NTU Faith: Celebrating the Festival of Easter
Join NTU Faith to celebrate the Easter festival in this in-person event held at the NTU Global Lounge, to learn more about the Christian viewpoint and to take part in interactive sessions.
- From: Thursday 31 March 2022, 2 pm
- To: Thursday 31 March 2022, 3.30 pm
- Location: 23 Goldsmith Street, Nottingham, NG1 5JT
- Booking deadline: Thursday 31 March 2022, 12.00 pm
- Download this event to your calendar
Sharing the Christian perspective of what Easter means, this event will feature guest speakers, faith ambassadors and the NTU Christian chaplain. In addition, there will be the opportunity to take part in some arts and crafts activities associated with Easter.
- Welcomes – NTU Faith
- Guest Speaker – Daniele Bocchetti - What Easter means
- NTU Faith Ambassador reflections
- NTU Chaplin – Rev Richard Davey - The Sacrifice of Easter
- Arts & Crafts activities by NTU Global Lounge
Guest speaker biographies
Daniel Bocchetti was born in Naples, southern Italy. He studied Theology and Religious Studies at University of Aberdeen in Scotland and moved to England in 2013 where he met his wife, Angelika. After working and studying in Germany and the United States for two years, he returned to England and moved to Nottingham in 2020 where is completing an MA at St Mellitus College through Durham University as part of his ordination training. Daniel enjoys reading, Netflix, manga and anime, cooking, and good coffees and wines. He is a member of staff at St Nic’s Church in the city centre.
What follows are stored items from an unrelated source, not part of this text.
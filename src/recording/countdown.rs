use std::time::{Duration, Instant};

/// How often the host should call [`Countdown::tick`].
pub const TICK_INTERVAL: Duration = Duration::from_millis(200);

const STEP: Duration = Duration::from_secs(1);

#[derive(Debug, Clone, Copy, PartialEq, Eq)]
pub enum PressOutcome {
    /// Countdown armed with this many seconds.
    Armed(u32),
    Cancelled,
    /// Start recording now.
    Fire,
}

#[derive(Debug, Clone, Copy, PartialEq, Eq)]
pub enum TickOutcome {
    Idle,
    Counting(u32),
    Fire,
}

/// Optional delay between pressing Start and the recording starting.
///
/// Driven by a recurring timer on the UI thread; `now` is passed in so the
/// schedule does not depend on the wall clock.
#[derive(Debug, Clone)]
pub struct Countdown {
    seconds: u32,
    remaining: Option<u32>,
    last_step: Instant,
}

impl Countdown {
    pub fn new(seconds: u32, now: Instant) -> Self {
        Self {
            seconds,
            remaining: None,
            last_step: now,
        }
    }

    pub fn remaining(&self) -> Option<u32> {
        self.remaining
    }

    pub fn is_armed(&self) -> bool {
        self.remaining.is_some()
    }

    /// Start button. Arms when idle, cancels when armed. Without a delay
    /// configured it fires straight away.
    pub fn press(&mut self, now: Instant) -> PressOutcome {
        if self.remaining.take().is_some() {
            return PressOutcome::Cancelled;
        }
        if self.seconds == 0 {
            return PressOutcome::Fire;
        }
        self.remaining = Some(self.seconds);
        self.last_step = now;
        PressOutcome::Armed(self.seconds)
    }

    pub fn tick(&mut self, now: Instant) -> TickOutcome {
        let Some(remaining) = self.remaining else {
            return TickOutcome::Idle;
        };
        if remaining <= 1 {
            self.remaining = None;
            return TickOutcome::Fire;
        }
        if now.saturating_duration_since(self.last_step) >= STEP {
            self.remaining = Some(remaining - 1);
            self.last_step = now;
            return TickOutcome::Counting(remaining - 1);
        }
        TickOutcome::Counting(remaining)
    }

    /// Caption for the Start button.
    pub fn label(&self) -> String {
        match self.remaining {
            Some(n) => n.to_string(),
            None => String::from("Start"),
        }
    }
}

#[cfg(test)]
mod tests {
    use super::*;

    fn after(start: Instant, millis: u64) -> Instant {
        start + Duration::from_millis(millis)
    }

    #[test]
    fn test_idle_tick_does_nothing() {
        let start = Instant::now();
        let mut countdown = Countdown::new(3, start);
        assert_eq!(countdown.tick(after(start, 5000)), TickOutcome::Idle);
        assert_eq!(countdown.label(), "Start");
    }

    #[test]
    fn test_three_second_countdown() {
        let start = Instant::now();
        let mut countdown = Countdown::new(3, start);
        assert_eq!(countdown.press(start), PressOutcome::Armed(3));
        assert_eq!(countdown.label(), "3");

        assert_eq!(countdown.tick(after(start, 200)), TickOutcome::Counting(3));
        assert_eq!(countdown.tick(after(start, 1000)), TickOutcome::Counting(2));
        assert_eq!(countdown.tick(after(start, 1800)), TickOutcome::Counting(2));
        assert_eq!(countdown.tick(after(start, 2000)), TickOutcome::Counting(1));
        assert_eq!(countdown.tick(after(start, 2200)), TickOutcome::Fire);
        assert!(!countdown.is_armed());
    }

    #[test]
    fn test_press_while_armed_cancels() {
        let start = Instant::now();
        let mut countdown = Countdown::new(5, start);
        countdown.press(start);
        assert_eq!(countdown.press(after(start, 400)), PressOutcome::Cancelled);
        assert_eq!(countdown.tick(after(start, 1400)), TickOutcome::Idle);
    }

    #[test]
    fn test_zero_countdown_fires_on_press() {
        let start = Instant::now();
        let mut countdown = Countdown::new(0, start);
        assert_eq!(countdown.press(start), PressOutcome::Fire);
        assert!(!countdown.is_armed());
        assert_eq!(countdown.label(), "Start");
        assert_eq!(countdown.tick(after(start, 200)), TickOutcome::Idle);
    }
}
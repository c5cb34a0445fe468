use crate::selection::{SelectionRect, Size};

/// Request to re-center a selection of the given size.
#[derive(Debug, Clone, Copy, PartialEq)]
pub struct ResizeCommand(pub Size);

/// Width/height text inputs of the control panel.
///
/// Edits flow one way: text becomes a [`ResizeCommand`] for the engine, and
/// engine rectangles come back through [`SizeFields::reflect`], which never
/// produces a command.
#[derive(Debug, Clone)]
pub struct SizeFields {
    width_text: String,
    height_text: String,
    width: u32,
    height: u32,
    max_height: u32,
}

impl SizeFields {
    pub fn new(width: u32, height: u32, max_height: u32) -> Self {
        let max_height = max_height.max(1);
        let width = width.max(1);
        let height = height.clamp(1, max_height);
        Self {
            width_text: width.to_string(),
            height_text: height.to_string(),
            width,
            height,
            max_height,
        }
    }

    pub fn width_text(&self) -> &str {
        &self.width_text
    }

    pub fn height_text(&self) -> &str {
        &self.height_text
    }

    pub fn size(&self) -> Size {
        Size::new(self.width as f64, self.height as f64)
    }

    pub fn edit_width(&mut self, text: &str) -> Option<ResizeCommand> {
        self.width_text = text.to_string();
        self.width = parse_dimension(text)?;
        Some(self.command())
    }

    pub fn edit_height(&mut self, text: &str) -> Option<ResizeCommand> {
        self.height_text = text.to_string();
        self.height = parse_dimension(text)?;
        Some(self.command())
    }

    /// Mirrors an engine rectangle into the fields.
    pub fn reflect(&mut self, rect: &SelectionRect) {
        self.width = rect.width.round().max(1.0) as u32;
        self.height = rect.height.round().max(1.0) as u32;
        self.width_text = self.width.to_string();
        self.height_text = self.height.to_string();
    }

    fn command(&mut self) -> ResizeCommand {
        if self.height > self.max_height {
            self.height = self.max_height;
            self.height_text = self.height.to_string();
        }
        ResizeCommand(self.size())
    }
}

/// Integer text clamped to at least 1; anything else is rejected.
fn parse_dimension(text: &str) -> Option<u32> {
    let value: i64 = text.trim().parse().ok()?;
    Some(value.clamp(1, u32::MAX as i64) as u32)
}
//! Selection geometry and the rectangle-manipulation engine.
//!
//! All coordinates are `f64` in the host surface's y-up space: the origin is
//! the bottom-left corner and "top" means a larger `y`.

mod engine;
mod handles;
mod transform;

pub use engine::SelectionEngine;
pub use handles::{control_point_for_handle, handle_box, hit_test};
pub use transform::{create_rect, move_rect, resize_rect, update_interaction};

use serde::{Deserialize, Serialize};

/// Hard floor for width and height, enforced on every mutation.
pub const MIN_SELECTION_SIZE: f64 = 20.0;

/// Side of the square hit box drawn for each handle.
pub const HANDLE_SIZE: f64 = 10.0;

#[derive(Debug, Clone, Copy, PartialEq, Default)]
pub struct Point {
    pub x: f64,
    pub y: f64,
}

impl Point {
    pub fn new(x: f64, y: f64) -> Self {
        Self { x, y }
    }
}

#[derive(Debug, Clone, Copy, PartialEq, Default, Serialize, Deserialize)]
pub struct Size {
    pub width: f64,
    pub height: f64,
}

impl Size {
    pub fn new(width: f64, height: f64) -> Self {
        Self { width, height }
    }
}

/// Axis-aligned rectangle. This is also the persisted shape of an area.
#[derive(Debug, Clone, Copy, PartialEq, Default, Serialize, Deserialize)]
pub struct SelectionRect {
    pub x: f64,
    pub y: f64,
    pub width: f64,
    pub height: f64,
}

impl SelectionRect {
    pub fn new(x: f64, y: f64, width: f64, height: f64) -> Self {
        Self {
            x,
            y,
            width,
            height,
        }
    }

    pub fn from_size(size: Size) -> Self {
        Self::new(0.0, 0.0, size.width, size.height)
    }

    /// Bounding box of two points, whatever their order.
    pub fn normalize(a: Point, b: Point) -> Self {
        let x = a.x.min(b.x);
        let y = a.y.min(b.y);
        Self::new(x, y, (a.x - b.x).abs(), (a.y - b.y).abs())
    }

    pub fn min_x(&self) -> f64 {
        self.x
    }

    pub fn mid_x(&self) -> f64 {
        self.x + self.width / 2.0
    }

    pub fn max_x(&self) -> f64 {
        self.x + self.width
    }

    pub fn min_y(&self) -> f64 {
        self.y
    }

    pub fn mid_y(&self) -> f64 {
        self.y + self.height / 2.0
    }

    pub fn max_y(&self) -> f64 {
        self.y + self.height
    }

    pub fn size(&self) -> Size {
        Size::new(self.width, self.height)
    }

    pub fn center(&self) -> Point {
        Point::new(self.mid_x(), self.mid_y())
    }

    pub fn contains(&self, point: Point) -> bool {
        point.x >= self.min_x()
            && point.x <= self.max_x()
            && point.y >= self.min_y()
            && point.y <= self.max_y()
    }

    pub fn contains_rect(&self, other: &SelectionRect) -> bool {
        other.min_x() >= self.min_x()
            && other.max_x() <= self.max_x()
            && other.min_y() >= self.min_y()
            && other.max_y() <= self.max_y()
    }

    /// Overlap of two rectangles; zero-sized at the clamped corner when disjoint.
    pub fn intersection(&self, other: &SelectionRect) -> SelectionRect {
        let x = self.min_x().max(other.min_x());
        let y = self.min_y().max(other.min_y());
        let right = self.max_x().min(other.max_x());
        let top = self.max_y().min(other.max_y());
        SelectionRect::new(x, y, (right - x).max(0.0), (top - y).max(0.0))
    }

    /// Grows the rectangle by `amount` on every side (shrinks when negative).
    pub fn inflate(&self, amount: f64) -> SelectionRect {
        SelectionRect::new(
            self.x - amount,
            self.y - amount,
            self.width + amount * 2.0,
            self.height + amount * 2.0,
        )
    }

    /// Rectangle of `size` centered in `self`.
    pub fn centered(&self, size: Size) -> SelectionRect {
        SelectionRect::new(
            self.x + (self.width - size.width) / 2.0,
            self.y + (self.height - size.height) / 2.0,
            size.width,
            size.height,
        )
    }

    pub fn meets_minimum(&self) -> bool {
        self.width >= MIN_SELECTION_SIZE && self.height >= MIN_SELECTION_SIZE
    }

    /// Raises width/height to the floor, growing from the origin, then pulls
    /// the origin back so the rectangle stays inside `bounds`.
    pub fn with_minimum_size(&self, bounds: &SelectionRect) -> SelectionRect {
        let width = self.width.max(MIN_SELECTION_SIZE);
        let height = self.height.max(MIN_SELECTION_SIZE);
        let x = self.x.min(bounds.max_x() - width).max(bounds.min_x());
        let y = self.y.min(bounds.max_y() - height).max(bounds.min_y());
        SelectionRect::new(x, y, width, height)
    }
}

/// Edge or corner of the selection a press landed on.
#[derive(Debug, Clone, Copy, PartialEq, Eq, Hash, Default)]
pub enum Handle {
    #[default]
    None,
    TopLeft,
    Top,
    TopRight,
    Right,
    BottomRight,
    Bottom,
    BottomLeft,
    Left,
}

impl Handle {
    /// Grabbable handles, in hit-test priority order.
    pub const GRABBABLE: [Handle; 8] = [
        Handle::TopLeft,
        Handle::Top,
        Handle::TopRight,
        Handle::Right,
        Handle::BottomRight,
        Handle::Bottom,
        Handle::BottomLeft,
        Handle::Left,
    ];

    pub fn is_none(&self) -> bool {
        matches!(self, Handle::None)
    }
}

/// Current pointer interaction. Exactly one is active at a time.
#[derive(Debug, Clone, Copy, PartialEq, Eq, Default)]
pub enum DragMode {
    #[default]
    Idle,
    Creating,
    Moving,
    Resizing(Handle),
}

impl DragMode {
    pub fn is_idle(&self) -> bool {
        matches!(self, DragMode::Idle)
    }
}

#[cfg(test)]
mod tests {
    use super::*;

    #[test]
    fn test_normalize_orders_corners() {
        let rect = SelectionRect::normalize(Point::new(300.0, 50.0), Point::new(100.0, 250.0));
        assert_eq!(rect, SelectionRect::new(100.0, 50.0, 200.0, 200.0));
    }

    #[test]
    fn test_contains_is_inclusive() {
        let rect = SelectionRect::new(10.0, 10.0, 20.0, 20.0);
        assert!(rect.contains(Point::new(10.0, 10.0)));
        assert!(rect.contains(Point::new(30.0, 30.0)));
        assert!(!rect.contains(Point::new(30.5, 30.0)));
    }

    #[test]
    fn test_intersection_of_disjoint_is_empty() {
        let a = SelectionRect::new(0.0, 0.0, 10.0, 10.0);
        let b = SelectionRect::new(20.0, 20.0, 10.0, 10.0);
        let overlap = a.intersection(&b);
        assert_eq!(overlap.width, 0.0);
        assert_eq!(overlap.height, 0.0);
    }

    #[test]
    fn test_centered() {
        let host = SelectionRect::new(0.0, 0.0, 1000.0, 800.0);
        let rect = host.centered(Size::new(600.0, 450.0));
        assert_eq!(rect, SelectionRect::new(200.0, 175.0, 600.0, 450.0));
    }

    #[test]
    fn test_with_minimum_size_stays_in_bounds() {
        let bounds = SelectionRect::new(0.0, 0.0, 100.0, 100.0);
        let tiny = SelectionRect::new(95.0, 98.0, 3.0, 1.0);
        let grown = tiny.with_minimum_size(&bounds);
        assert!(grown.meets_minimum());
        assert!(bounds.contains_rect(&grown));
        assert_eq!(grown, SelectionRect::new(80.0, 80.0, 20.0, 20.0));
    }

    #[test]
    fn test_inflate_for_outline() {
        let rect = SelectionRect::new(100.0, 100.0, 200.0, 150.0).inflate(5.0);
        assert_eq!(rect, SelectionRect::new(95.0, 95.0, 210.0, 160.0));
    }
}
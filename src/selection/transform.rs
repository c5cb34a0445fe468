//! Pure rectangle transforms driven by pointer movement.

use super::{DragMode, Handle, Point, SelectionRect, MIN_SELECTION_SIZE};

type ResizeFn = fn(SelectionRect, f64, f64) -> SelectionRect;

/// One transform per grabbable handle. Deltas are incremental (current minus
/// previous pointer location), so they accumulate over a drag.
const RESIZE_TRANSFORMS: [(Handle, ResizeFn); 8] = [
    (Handle::TopLeft, resize_top_left),
    (Handle::Top, resize_top),
    (Handle::TopRight, resize_top_right),
    (Handle::Right, resize_right),
    (Handle::BottomRight, resize_bottom_right),
    (Handle::Bottom, resize_bottom),
    (Handle::BottomLeft, resize_bottom_left),
    (Handle::Left, resize_left),
];

fn floor(value: f64) -> f64 {
    value.max(MIN_SELECTION_SIZE)
}

// Origin moves with the pointer but never past the point where the opposite
// edge would be closer than the minimum size.
fn shift_x(rect: &SelectionRect, dx: f64) -> f64 {
    (rect.x + rect.width - MIN_SELECTION_SIZE).min(rect.x + dx)
}

fn shift_y(rect: &SelectionRect, dy: f64) -> f64 {
    (rect.y + rect.height - MIN_SELECTION_SIZE).min(rect.y + dy)
}

fn resize_top_left(mut rect: SelectionRect, dx: f64, dy: f64) -> SelectionRect {
    rect.x = shift_x(&rect, dx);
    rect.width = floor(rect.width - dx);
    rect.height = floor(rect.height + dy);
    rect
}

fn resize_top(mut rect: SelectionRect, _dx: f64, dy: f64) -> SelectionRect {
    rect.height = floor(rect.height + dy);
    rect
}

fn resize_top_right(mut rect: SelectionRect, dx: f64, dy: f64) -> SelectionRect {
    rect.width = floor(rect.width + dx);
    rect.height = floor(rect.height + dy);
    rect
}

fn resize_right(mut rect: SelectionRect, dx: f64, _dy: f64) -> SelectionRect {
    rect.width = floor(rect.width + dx);
    rect
}

fn resize_bottom_right(mut rect: SelectionRect, dx: f64, dy: f64) -> SelectionRect {
    rect.y = shift_y(&rect, dy);
    rect.width = floor(rect.width + dx);
    rect.height = floor(rect.height - dy);
    rect
}

fn resize_bottom(mut rect: SelectionRect, _dx: f64, dy: f64) -> SelectionRect {
    rect.y = shift_y(&rect, dy);
    rect.height = floor(rect.height - dy);
    rect
}

fn resize_bottom_left(mut rect: SelectionRect, dx: f64, dy: f64) -> SelectionRect {
    rect.y = shift_y(&rect, dy);
    rect.x = shift_x(&rect, dx);
    rect.width = floor(rect.width - dx);
    rect.height = floor(rect.height - dy);
    rect
}

fn resize_left(mut rect: SelectionRect, dx: f64, _dy: f64) -> SelectionRect {
    rect.x = shift_x(&rect, dx);
    rect.width = floor(rect.width - dx);
    rect
}

/// Applies the transform for `handle`, then pins any edge dragged past
/// `bounds` to that edge. `Handle::None` leaves `rect` untouched.
pub fn resize_rect(handle: Handle, rect: SelectionRect, dx: f64, dy: f64, bounds: &SelectionRect) -> SelectionRect {
    RESIZE_TRANSFORMS
        .iter()
        .find(|(h, _)| *h == handle)
        .map(|(_, transform)| {
            transform(rect, dx, dy)
                .intersection(bounds)
                .with_minimum_size(bounds)
        })
        .unwrap_or(rect)
}

/// Translates `start` by the offset accumulated since the press, keeping the
/// rectangle inside `bounds`.
pub fn move_rect(start: SelectionRect, anchor: Point, current: Point, bounds: &SelectionRect) -> SelectionRect {
    let dx = current.x - anchor.x;
    let dy = current.y - anchor.y;
    let x = (start.x + dx)
        .min(bounds.max_x() - start.width)
        .max(bounds.min_x());
    let y = (start.y + dy)
        .min(bounds.max_y() - start.height)
        .max(bounds.min_y());
    SelectionRect::new(x, y, start.width, start.height)
}

/// Rectangle spanned from the press point to `current`. A pointer past any
/// edge of `bounds` is pinned to that edge, so the selection cannot run off
/// the surface.
pub fn create_rect(anchor: Point, current: Point, bounds: &SelectionRect) -> SelectionRect {
    let pinned = Point::new(
        current.x.clamp(bounds.min_x(), bounds.max_x()),
        current.y.clamp(bounds.min_y(), bounds.max_y()),
    );
    bounds.intersection(&SelectionRect::normalize(anchor, pinned))
}

/// New rectangle for one pointer move in `mode`.
///
/// `rect` is the current rectangle, `start` the rectangle at press time,
/// `anchor` the press location and `last` the previous pointer location.
pub fn update_interaction(
    mode: DragMode,
    rect: SelectionRect,
    start: SelectionRect,
    anchor: Point,
    last: Point,
    current: Point,
    bounds: &SelectionRect,
) -> SelectionRect {
    match mode {
        DragMode::Resizing(handle) => {
            resize_rect(handle, rect, current.x - last.x, current.y - last.y, bounds)
        }
        DragMode::Moving => move_rect(start, anchor, current, bounds),
        DragMode::Creating => create_rect(anchor, current, bounds),
        DragMode::Idle => rect,
    }
}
Richard Davey, NTU Coordinating Chaplain
Richard Davey's research focuses on the way in which faith, as a distinctive and counter-cultural world-view, is embodied and materialised within works of art. This has led to an interest in themes such as wonder, mystery, liminality, the sublime, beauty, colour, and sacred spaces and landscapes, and their rediscovery as vehicle of spiritual encounter, and valid academic discussion. As a writer Richard seeks to use the 'art text' as a space of research and proposition, in which ideas and knowledge are primarily shaped and gained by direct engagement with the visual image rather than secondary, or historical knowledge.
This reflects his interest in the validity of a sensory and intuitive epistemology. He is also concerned with the process and function of writing on art, in particular the way in which a practice of poetics rather than prose can provide a valid research tool, and also in the act of mutual engagement and response that can take place between text and image, and the new worlds of knowledge that can emerge from this encounter.